Posted by: Erica Retrochef | October 27, 2014

Popcorn Balls

recipe
You know what I’ve always wanted to make around Halloween? Popcorn balls. But until recently, I’d never had any way to make popcorn that wasn’t in a microwaveable bag. Scary-butter-flavored popcorn both didn’t taste right, and was also ridiculously expensive to make enough to turn into popcorn balls. But recently, I learned that there’s absolutely nothing special about microwave popcorn aside from the scary-butter-flavoring goo inside the bag. If you just take a plain paper bag and some plain ‘ol popcorn kernels, you’ll get popcorn!

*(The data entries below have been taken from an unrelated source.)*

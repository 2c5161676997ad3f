//! Directory URI helpers
//!
//! One metafile exists per canonical directory URI, and the canonical URI
//! also names the sidecar document on disk.

use std::path::{Path, PathBuf};
use tracing::warn;
use url::Url;

/// Suffix appended to the escaped URI to form the sidecar file name
pub const SIDECAR_SUFFIX: &str = ".xml";

/// Canonicalize a directory URI
///
/// Paths become `file://` URIs (relative ones are resolved against the
/// current directory), the scheme is lowercased, hierarchical URIs have
/// their dot segments resolved, and a trailing slash is dropped unless it
/// is the root.
pub fn canonicalize(uri: &str) -> String {
    let trimmed = uri.trim();
    let candidate = if trimmed.starts_with('/') {
        format!("file://{trimmed}")
    } else if scheme(trimmed).is_none() {
        match std::path::absolute(trimmed) {
            Ok(path) => format!("file://{}", path.display()),
            Err(e) => {
                warn!("Cannot resolve directory {:?}: {}", trimmed, e);
                trimmed.to_string()
            }
        }
    } else {
        trimmed.to_string()
    };

    let mut canonical = match Url::parse(&candidate) {
        Ok(url) => url.to_string(),
        Err(_) => candidate,
    };

    while canonical.ends_with('/') && !canonical.ends_with("://") && !canonical.ends_with(":///")
    {
        canonical.pop();
    }
    canonical
}

/// Extract the scheme of a URI, if it has one
pub fn scheme(uri: &str) -> Option<&str> {
    let (scheme, _) = uri.split_once(':')?;
    let mut chars = scheme.chars();
    let first = chars.next()?;
    let valid = first.is_ascii_alphabetic()
        && chars.all(|c| c.is_ascii_alphanumeric() || matches!(c, '+' | '-' | '.'));
    valid.then_some(scheme)
}

/// Check whether a URI belongs to a scheme that never has durable metadata
pub fn is_metadata_excluded(uri: &str, excluded_schemes: &[String]) -> bool {
    scheme(uri).is_some_and(|scheme| {
        excluded_schemes
            .iter()
            .any(|excluded| excluded.eq_ignore_ascii_case(scheme))
    })
}

/// File name of the sidecar document for a canonical URI
pub fn sidecar_file_name(canonical_uri: &str) -> String {
    format!("{}{SIDECAR_SUFFIX}", urlencoding::encode(canonical_uri))
}

/// Full path of the sidecar document for a canonical URI
pub fn sidecar_path(metafiles_dir: &Path, canonical_uri: &str) -> PathBuf {
    metafiles_dir.join(sidecar_file_name(canonical_uri))
}

#[cfg(test)]
mod tests {
    use super::*;

    #[test]
    fn test_canonicalize_paths() {
        assert_eq!(canonicalize("/tmp/x"), "file:///tmp/x");
        assert_eq!(canonicalize("  file:///tmp/x/  "), "file:///tmp/x");
        assert_eq!(canonicalize("FILE:///tmp/./a/../b"), "file:///tmp/b");
        assert_eq!(canonicalize("file:///"), "file:///");
    }

    #[test]
    fn test_canonicalize_same_directory() {
        assert_eq!(canonicalize("/tmp/x/"), canonicalize("file:///tmp/x"));
    }

    #[test]
    fn test_canonicalize_opaque() {
        assert_eq!(canonicalize("man:ls"), "man:ls");
        assert_eq!(canonicalize(""), "");
    }

    #[test]
    fn test_canonicalize_relative_path() {
        let cwd = std::env::current_dir().unwrap();
        let expected = canonicalize(&cwd.join("tmp/x").display().to_string());

        assert!(expected.starts_with("file:///"));
        assert_eq!(canonicalize("tmp/x"), expected);
        assert_eq!(canonicalize("./tmp/x/"), expected);
        assert_eq!(canonicalize("tmp/y/../x"), expected);
    }

    #[test]
    fn test_scheme() {
        assert_eq!(scheme("file:///tmp"), Some("file"));
        assert_eq!(scheme("x-nautilus-search:foo"), Some("x-nautilus-search"));
        assert_eq!(scheme("/tmp/x"), None);
        assert_eq!(scheme("1abc:foo"), None);
    }

    #[test]
    fn test_excluded_schemes() {
        let excluded = vec!["ghelp".to_string(), "search".to_string()];
        assert!(is_metadata_excluded("ghelp:nautilus", &excluded));
        assert!(is_metadata_excluded("SEARCH:[file:///]name", &excluded));
        assert!(!is_metadata_excluded("file:///tmp/x", &excluded));
        assert!(!is_metadata_excluded("/tmp/x", &excluded));
    }

    #[test]
    fn test_sidecar_file_name() {
        assert_eq!(
            sidecar_file_name("file:///tmp/x"),
            "file%3A%2F%2F%2Ftmp%2Fx.xml"
        );
        let path = sidecar_path(Path::new("/home/u/metafiles"), "file:///tmp/x");
        assert_eq!(
            path,
            PathBuf::from("/home/u/metafiles/file%3A%2F%2F%2Ftmp%2Fx.xml")
        );
    }
}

OLD-FASHIONED POPCORN BALLS

1 cup KARO Syrup, Blue or Green Label
1 cup brown sugar
1/4 cup water
1 teaspoon vinegar
2 tablespoons butter or margarine
2 quarts unsalted popcorn

Combine first four ingredients in saucepan. Cook over medium heat, stirring almost constantly to hard ball stage (260°F.) or until a small amount of mixture forms a hard ball when tested in very cold water. Remove from heat; quickly add butter and blend. Slowly pour over popcorn in large bowl, while mixing well. Form into balls, using as little pressure as possible. Butter hands, if desired. Makes 15 about 2 1/2 inches in diameter.

karo-and-popcorn

And if you dump some sugary stuff on top, you’ll get popcorn balls!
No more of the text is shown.